◆ GOAL OF THE EXERCISE:
Keyword search on "true": report each line of the records that contains it.

◆ INFORMATION SHOWN:
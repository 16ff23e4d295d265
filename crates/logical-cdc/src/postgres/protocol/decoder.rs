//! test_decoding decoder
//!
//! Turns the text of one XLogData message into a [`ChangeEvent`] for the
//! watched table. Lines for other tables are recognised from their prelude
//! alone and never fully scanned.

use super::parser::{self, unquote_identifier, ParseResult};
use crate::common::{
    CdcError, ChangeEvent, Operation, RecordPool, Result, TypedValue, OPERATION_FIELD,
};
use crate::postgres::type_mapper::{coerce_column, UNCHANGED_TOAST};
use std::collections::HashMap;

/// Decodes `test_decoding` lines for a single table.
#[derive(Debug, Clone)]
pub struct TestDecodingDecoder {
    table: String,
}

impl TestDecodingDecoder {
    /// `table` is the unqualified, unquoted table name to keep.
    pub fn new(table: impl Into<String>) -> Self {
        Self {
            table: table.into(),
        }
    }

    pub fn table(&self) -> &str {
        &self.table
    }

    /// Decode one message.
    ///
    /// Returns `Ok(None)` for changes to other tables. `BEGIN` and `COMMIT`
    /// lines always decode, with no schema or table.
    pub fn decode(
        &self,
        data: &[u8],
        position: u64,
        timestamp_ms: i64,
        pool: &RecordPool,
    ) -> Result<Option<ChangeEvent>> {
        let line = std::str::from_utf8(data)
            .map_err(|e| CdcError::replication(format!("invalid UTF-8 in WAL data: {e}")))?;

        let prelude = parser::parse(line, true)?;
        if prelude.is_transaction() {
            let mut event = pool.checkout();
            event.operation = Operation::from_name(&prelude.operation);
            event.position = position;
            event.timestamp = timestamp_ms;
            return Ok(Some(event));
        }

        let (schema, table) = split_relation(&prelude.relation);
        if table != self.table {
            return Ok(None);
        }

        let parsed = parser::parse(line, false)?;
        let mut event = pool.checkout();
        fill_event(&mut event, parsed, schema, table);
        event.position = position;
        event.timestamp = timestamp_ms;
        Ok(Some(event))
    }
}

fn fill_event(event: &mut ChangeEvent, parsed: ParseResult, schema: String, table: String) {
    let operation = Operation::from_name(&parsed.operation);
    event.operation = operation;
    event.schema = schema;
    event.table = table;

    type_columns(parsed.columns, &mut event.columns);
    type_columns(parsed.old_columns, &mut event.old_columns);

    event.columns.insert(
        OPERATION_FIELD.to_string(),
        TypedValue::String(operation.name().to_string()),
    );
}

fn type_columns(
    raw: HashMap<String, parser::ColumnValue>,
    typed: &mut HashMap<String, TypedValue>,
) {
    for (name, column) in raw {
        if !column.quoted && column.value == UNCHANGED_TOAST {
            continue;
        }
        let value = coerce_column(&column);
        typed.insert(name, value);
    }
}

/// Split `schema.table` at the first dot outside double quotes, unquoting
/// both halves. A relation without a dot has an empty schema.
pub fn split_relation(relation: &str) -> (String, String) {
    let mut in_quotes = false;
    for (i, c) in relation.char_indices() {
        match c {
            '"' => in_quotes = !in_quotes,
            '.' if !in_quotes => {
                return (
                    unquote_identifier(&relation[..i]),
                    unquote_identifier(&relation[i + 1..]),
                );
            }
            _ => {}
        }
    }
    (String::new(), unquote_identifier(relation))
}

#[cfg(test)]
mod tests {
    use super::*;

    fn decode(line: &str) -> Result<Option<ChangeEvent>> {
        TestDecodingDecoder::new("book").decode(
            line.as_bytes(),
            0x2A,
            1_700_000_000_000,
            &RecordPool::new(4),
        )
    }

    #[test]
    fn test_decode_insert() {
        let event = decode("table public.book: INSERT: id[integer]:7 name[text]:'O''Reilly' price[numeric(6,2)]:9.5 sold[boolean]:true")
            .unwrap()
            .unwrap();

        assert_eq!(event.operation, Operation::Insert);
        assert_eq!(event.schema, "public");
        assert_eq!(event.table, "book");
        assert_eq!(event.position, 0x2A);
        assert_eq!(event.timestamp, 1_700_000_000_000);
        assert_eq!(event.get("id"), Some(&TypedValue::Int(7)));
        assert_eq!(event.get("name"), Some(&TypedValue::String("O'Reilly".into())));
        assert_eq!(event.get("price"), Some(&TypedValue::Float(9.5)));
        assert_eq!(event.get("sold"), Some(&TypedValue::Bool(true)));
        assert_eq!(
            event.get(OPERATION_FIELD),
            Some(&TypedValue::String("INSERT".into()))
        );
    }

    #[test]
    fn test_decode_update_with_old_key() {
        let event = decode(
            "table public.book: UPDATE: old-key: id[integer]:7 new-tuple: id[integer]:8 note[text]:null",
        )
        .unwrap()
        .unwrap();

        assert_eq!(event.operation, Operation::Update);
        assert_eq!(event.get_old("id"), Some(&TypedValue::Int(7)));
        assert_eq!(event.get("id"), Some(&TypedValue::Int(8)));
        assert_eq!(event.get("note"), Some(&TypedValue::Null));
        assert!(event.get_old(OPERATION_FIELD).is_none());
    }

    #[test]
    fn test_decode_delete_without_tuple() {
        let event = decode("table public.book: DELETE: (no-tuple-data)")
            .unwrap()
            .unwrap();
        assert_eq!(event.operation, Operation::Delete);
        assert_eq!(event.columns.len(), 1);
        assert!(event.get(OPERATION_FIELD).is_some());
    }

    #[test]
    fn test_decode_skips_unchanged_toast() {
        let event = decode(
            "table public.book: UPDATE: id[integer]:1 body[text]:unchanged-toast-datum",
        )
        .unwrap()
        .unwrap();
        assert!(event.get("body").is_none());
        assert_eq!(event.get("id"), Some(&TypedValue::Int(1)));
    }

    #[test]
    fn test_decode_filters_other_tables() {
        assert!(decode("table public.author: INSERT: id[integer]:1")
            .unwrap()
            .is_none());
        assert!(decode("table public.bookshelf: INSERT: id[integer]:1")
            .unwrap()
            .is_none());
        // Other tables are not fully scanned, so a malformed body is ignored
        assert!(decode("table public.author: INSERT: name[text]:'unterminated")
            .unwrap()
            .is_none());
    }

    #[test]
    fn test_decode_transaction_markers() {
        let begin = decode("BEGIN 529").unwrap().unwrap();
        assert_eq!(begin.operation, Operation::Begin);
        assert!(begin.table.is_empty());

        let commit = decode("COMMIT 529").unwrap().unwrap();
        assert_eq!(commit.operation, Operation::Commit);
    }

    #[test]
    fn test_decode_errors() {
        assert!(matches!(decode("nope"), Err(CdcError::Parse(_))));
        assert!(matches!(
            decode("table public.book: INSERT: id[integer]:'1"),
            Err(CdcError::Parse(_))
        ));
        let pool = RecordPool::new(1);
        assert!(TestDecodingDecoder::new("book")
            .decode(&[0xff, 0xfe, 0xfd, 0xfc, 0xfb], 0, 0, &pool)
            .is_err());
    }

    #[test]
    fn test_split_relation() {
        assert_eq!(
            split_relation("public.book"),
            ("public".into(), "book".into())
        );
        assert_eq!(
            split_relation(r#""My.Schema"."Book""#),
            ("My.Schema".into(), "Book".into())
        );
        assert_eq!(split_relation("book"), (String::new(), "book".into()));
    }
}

---

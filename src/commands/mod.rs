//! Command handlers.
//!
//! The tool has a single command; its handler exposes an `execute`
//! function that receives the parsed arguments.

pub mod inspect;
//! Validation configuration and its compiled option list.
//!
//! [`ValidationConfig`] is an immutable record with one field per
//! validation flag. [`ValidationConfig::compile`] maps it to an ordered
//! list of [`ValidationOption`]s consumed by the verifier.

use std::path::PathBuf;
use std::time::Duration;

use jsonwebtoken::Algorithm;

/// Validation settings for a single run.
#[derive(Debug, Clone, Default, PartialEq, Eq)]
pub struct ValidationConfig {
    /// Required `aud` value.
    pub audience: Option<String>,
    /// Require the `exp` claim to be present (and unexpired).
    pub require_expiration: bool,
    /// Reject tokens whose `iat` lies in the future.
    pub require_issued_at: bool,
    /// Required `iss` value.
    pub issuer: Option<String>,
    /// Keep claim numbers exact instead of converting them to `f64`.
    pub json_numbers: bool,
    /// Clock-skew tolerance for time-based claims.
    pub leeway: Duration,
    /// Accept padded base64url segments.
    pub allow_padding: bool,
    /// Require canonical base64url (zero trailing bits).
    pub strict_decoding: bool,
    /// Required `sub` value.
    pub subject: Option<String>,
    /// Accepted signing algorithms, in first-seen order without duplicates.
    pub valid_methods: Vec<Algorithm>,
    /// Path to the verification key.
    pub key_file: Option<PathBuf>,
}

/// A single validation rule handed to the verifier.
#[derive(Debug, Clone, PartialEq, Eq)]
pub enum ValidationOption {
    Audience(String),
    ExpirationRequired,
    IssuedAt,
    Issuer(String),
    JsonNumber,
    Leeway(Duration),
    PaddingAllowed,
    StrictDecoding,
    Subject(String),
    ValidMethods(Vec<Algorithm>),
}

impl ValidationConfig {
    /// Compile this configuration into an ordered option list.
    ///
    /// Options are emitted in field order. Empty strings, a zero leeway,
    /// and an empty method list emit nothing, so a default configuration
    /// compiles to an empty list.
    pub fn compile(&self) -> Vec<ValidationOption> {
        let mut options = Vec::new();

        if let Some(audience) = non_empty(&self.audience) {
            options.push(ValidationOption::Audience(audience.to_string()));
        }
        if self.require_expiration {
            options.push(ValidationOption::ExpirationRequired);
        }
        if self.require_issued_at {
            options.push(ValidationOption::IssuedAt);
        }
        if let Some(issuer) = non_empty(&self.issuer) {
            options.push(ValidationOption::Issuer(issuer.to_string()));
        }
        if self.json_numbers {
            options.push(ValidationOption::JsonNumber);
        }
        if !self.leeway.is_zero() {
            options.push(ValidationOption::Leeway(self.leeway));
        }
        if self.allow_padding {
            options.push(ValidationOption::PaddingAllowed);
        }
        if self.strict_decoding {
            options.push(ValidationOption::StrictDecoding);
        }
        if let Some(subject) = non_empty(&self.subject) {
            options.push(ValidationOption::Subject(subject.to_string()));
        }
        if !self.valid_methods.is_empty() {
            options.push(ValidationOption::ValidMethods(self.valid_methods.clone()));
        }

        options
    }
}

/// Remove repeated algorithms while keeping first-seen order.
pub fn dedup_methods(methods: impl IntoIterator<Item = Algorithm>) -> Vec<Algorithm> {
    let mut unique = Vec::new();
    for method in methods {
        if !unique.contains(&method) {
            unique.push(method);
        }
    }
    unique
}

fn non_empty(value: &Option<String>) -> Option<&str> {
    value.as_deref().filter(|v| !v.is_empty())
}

◆ YOUR SOLUTION:
        let prelude = parser::parse(line, true)?;
        let event = decode("table public.book: INSERT: id[integer]:7 name[text]:'O''Reilly' price[numeric(6,2)]:9.5 sold[boolean]:true")
        assert_eq!(event.get("sold"), Some(&TypedValue::Bool(true)));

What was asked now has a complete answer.